With additional engineering on power consumption, and using a proper antenna, the remote control could meet its functionality goal.  At a $72 BOM cost, in 1000 unit locally manufactured quantity, including labor and packaging, it is a bit costly.  Sourcing it overseas would certainly drive that price down. Many challenges were overcome, many lessons were learned, some unfortunately obvious:
 
Picture
  • It is amazing what information, schematics and code are available on the net making a potentially difficult design much simpler and do'able using Arduino.
  • Reflow soldering of .5mm parts requires special attention. PCB quality from manufacturers can vary greatly.

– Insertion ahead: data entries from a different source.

//! CLI error types.

use pubsite_config::ConfigError;
use pubsite_registry::{RegistryError, ValidationErrors};
use pubsite_resolver::ResolveError;

/// CLI error type.
#[derive(Debug, thiserror::Error)]
pub(crate) enum CliError {
    #[error("{0}")]
    Config(#[from] ConfigError),

    #[error("{0}")]
    Io(#[from] std::io::Error),

    #[error("{0}")]
    Registry(#[from] RegistryError),

    #[error("{0}")]
    Resolve(#[from] ResolveError),

    #[error("{0}")]
    Json(#[from] serde_json::Error),

    #[error("invalid site: {0}")]
    Validation(ValidationErrors),

    #[error("site {0} not found")]
    SiteNotFound(i64),

    #[error("{0}")]
    Server(String),
}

  • How to install a bootloader must be considered in circuit design (obviously).
  • Sequencing and timing delays may be needed for sometimes finicky boost/buck/SEPIC converters.

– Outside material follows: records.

//! Public-site resolution for pubsite.
//!
//! Turns an inbound `(host, path)` pair into a rendered page:
//!
//! 1. [`parse_host`] takes the slug from the first host label
//! 2. the site registry maps the slug to a repository
//! 3. [`normalize_path`] maps the request path to a markdown file
//! 4. the content fetcher retrieves it, trying [`index_fallback`] once
//!    when a `README.md` is missing
//! 5. the markdown renderer produces the HTML fragment
//!
//! Page layout is left to the caller.

mod error;
mod host;
mod path;
mod resolver;

pub use error::ResolveError;
pub use host::parse_host;
pub use path::{INDEX, README, index_fallback, normalize_path};
pub use resolver::{RenderedPage, SiteResolver};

  • The SDcard may have been the bottleneck making the speed of refresh slow. Perhaps it would have been acceptable with an 8MHz Atmega 2560 and only 3.3VDC?

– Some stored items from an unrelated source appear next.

//! In-memory registry for testing.
//!
//! Provides [`MemoryRegistry`] for unit tests that need sites without a
//! database.

use std::sync::RwLock;
use std::sync::atomic::{AtomicI64, Ordering};

use async_trait::async_trait;
use chrono::{DateTime, Utc};

use crate::registry::{RegistryError, SiteLookup, SiteRegistry};
use crate::site::{NewSite, Site};

/// In-memory site registry.
///
/// Use the builder methods to seed sites, or [`MemoryRegistry::failing`]
/// to simulate an unavailable backend.
///
/// # Example
///
/// ```ignore
/// use pubsite_registry::{MemoryRegistry, SiteRegistry};
///
/// let registry = MemoryRegistry::new()
///     .with_site("docs", "octo/handbook", "main", "");
///
/// let site = registry.find_by_slug("docs").await;
/// ```
#[derive(Debug)]
pub struct MemoryRegistry {
    sites: RwLock<Vec<Site>>,
    next_id: AtomicI64,
    failure: Option<String>,
}

impl Default for MemoryRegistry {
    fn default() -> Self {
        Self {
            sites: RwLock::new(Vec::new()),
            next_id: AtomicI64::new(1),
            failure: None,
        }
    }
}

impl MemoryRegistry {
    /// Create an empty registry.
    #[must_use]
    pub fn new() -> Self {
        Self::default()
    }

    /// Registry whose every operation fails with [`RegistryError::Unavailable`].
    #[must_use]
    pub fn failing(message: impl Into<String>) -> Self {
        Self {
            failure: Some(message.into()),
            ..Self::default()
        }
    }

    /// Seed a site owned by user 1.
    ///
    /// # Panics
    ///
    /// Panics if the internal lock is poisoned.
    #[must_use]
    pub fn with_site(self, slug: &str, repo: &str, branch: &str, subdirectory: &str) -> Self {
        self.with_owned_site(1, slug, repo, branch, subdirectory)
    }

    /// Seed a site for a specific owner.
    ///
    /// # Panics
    ///
    /// Panics if the internal lock is poisoned.
    #[must_use]
    pub fn with_owned_site(
        self,
        owner_id: i64,
        slug: &str,
        repo: &str,
        branch: &str,
        subdirectory: &str,
    ) -> Self {
        let site = self.build(NewSite {
            owner_id,
            slug: slug.to_owned(),
            github_repo: repo.to_owned(),
            github_branch: branch.to_owned(),
            subdirectory: subdirectory.to_owned(),
        });
        self.sites.write().unwrap().push(site);
        self
    }

    /// Number of stored sites.
    ///
    /// # Panics
    ///
    /// Panics if the internal lock is poisoned.
    #[must_use]
    pub fn len(&self) -> usize {
        self.sites.read().unwrap().len()
    }

    #[must_use]
    pub fn is_empty(&self) -> bool {
        self.len() == 0
    }

    fn build(&self, site: NewSite) -> Site {
        let id = self.next_id.fetch_add(1, Ordering::SeqCst);
        Site {
            id,
            owner_id: site.owner_id,
            slug: site.slug,
            github_repo: site.github_repo,
            github_branch: site.github_branch,
            subdirectory: site.subdirectory,
            // Seconds offset by id keeps creation order stable within a test.
            created_at: DateTime::<Utc>::UNIX_EPOCH + chrono::Duration::seconds(id),
        }
    }

    fn check(&self) -> Result<(), RegistryError> {
        match &self.failure {
            Some(message) => Err(RegistryError::Unavailable(message.clone())),
            None => Ok(()),
        }
    }

    fn find(&self, pred: impl Fn(&Site) -> bool) -> SiteLookup {
        if let Err(e) = self.check() {
            return SiteLookup::Failure(e);
        }
        match self.sites.read().unwrap().iter().find(|s| pred(s)) {
            Some(site) => SiteLookup::Found(site.clone()),
            None => SiteLookup::NotFound,
        }
    }
}

#[async_trait]
impl SiteRegistry for MemoryRegistry {
    async fn find_by_slug(&self, slug: &str) -> SiteLookup {
        self.find(|s| s.slug == slug)
    }

    async fn find_by_id(&self, id: i64) -> SiteLookup {
        self.find(|s| s.id == id)
    }

    async fn list_by_owner(&self, owner_id: i64) -> Result<Vec<Site>, RegistryError> {
        self.check()?;
        let mut sites: Vec<Site> = self
            .sites
            .read()
            .unwrap()
            .iter()
            .filter(|s| s.owner_id == owner_id)
            .cloned()
            .collect();
        sites.sort_by(|a, b| b.created_at.cmp(&a.created_at).then(b.id.cmp(&a.id)));
        Ok(sites)
    }

    async fn create(&self, site: NewSite) -> Result<Site, RegistryError> {
        self.check()?;
        let mut sites = self.sites.write().unwrap();
        if sites.iter().any(|s| s.slug == site.slug) {
            return Err(RegistryError::SlugTaken(site.slug));
        }
        let created = self.build(site);
        sites.push(created.clone());
        Ok(created)
    }

    async fn delete(&self, id: i64) -> Result<(), RegistryError> {
        self.check()?;
        self.sites.write().unwrap().retain(|s| s.id != id);
        Ok(())
    }
}

#[cfg(test)]
mod tests {
    use super::*;
    use pretty_assertions::assert_eq;

    fn new_site(owner_id: i64, slug: &str) -> NewSite {
        NewSite {
            owner_id,
            slug: slug.to_owned(),
            github_repo: "octo/handbook".to_owned(),
            github_branch: "main".to_owned(),
            subdirectory: String::new(),
        }
    }

    #[tokio::test]
    async fn test_seeded_site_found() {
        let registry = MemoryRegistry::new().with_site("docs", "octo/handbook", "main", "guide");

        let site = registry.find_by_slug("docs").await.into_result().unwrap().unwrap();

        assert_eq!(site.subdirectory, "guide");
        assert_eq!(site.owner_id, 1);
    }

    #[tokio::test]
    async fn test_duplicate_slug_rejected() {
        let registry = MemoryRegistry::new().with_site("docs", "octo/handbook", "main", "");

        let err = registry.create(new_site(2, "docs")).await.unwrap_err();

        assert!(matches!(err, RegistryError::SlugTaken(_)));
        assert_eq!(registry.len(), 1);
    }

    #[tokio::test]
    async fn test_list_by_owner_newest_first() {
        let registry = MemoryRegistry::new();
        registry.create(new_site(3, "a")).await.unwrap();
        registry.create(new_site(3, "b")).await.unwrap();
        registry.create(new_site(4, "c")).await.unwrap();

        let slugs: Vec<_> = registry
            .list_by_owner(3)
            .await
            .unwrap()
            .into_iter()
            .map(|s| s.slug)
            .collect();

        assert_eq!(slugs, vec!["b", "a"]);
    }

    #[tokio::test]
    async fn test_failing_registry_reports_failure() {
        let registry = MemoryRegistry::failing("connection refused");

        assert!(matches!(
            registry.find_by_slug("docs").await,
            SiteLookup::Failure(RegistryError::Unavailable(_))
        ));
        assert!(registry.list_by_owner(1).await.is_err());
        assert!(registry.create(new_site(1, "docs")).await.is_err());
    }

    #[tokio::test]
    async fn test_delete_removes_site() {
        let registry = MemoryRegistry::new().with_site("docs", "octo/handbook", "main", "");
        let id = registry.find_by_slug("docs").await.into_result().unwrap().unwrap().id;

        registry.delete(id).await.unwrap();

        assert!(registry.is_empty());
        assert!(matches!(registry.find_by_slug("docs").await, SiteLookup::NotFound));
    }
}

  • The effect of other devices radiating RF in public bands must be considered. 
  • A proper antenna is needed for proper RF range (obviously).
Zealous pursuit of power savings is also critical in hardware and software design.  The remote as designed, with little attention to power management beyond screen shutoff, will stay charged for only about 24 hours. With additional hardware & software work, this could probably be extended to a week (shutoff 3.3V regulator when remote is in sleep mode; put the Atmega 2560 to sleep at its lowest possible power level whenever feasible; add physical power push button for turn-on after 30 minutes of inaction).

In the end, the remote works. It would have been highly desirable for the screen to have been capacitive touch but the resistive touch functions nicely.  A proper antenna would be needed in a new iteration.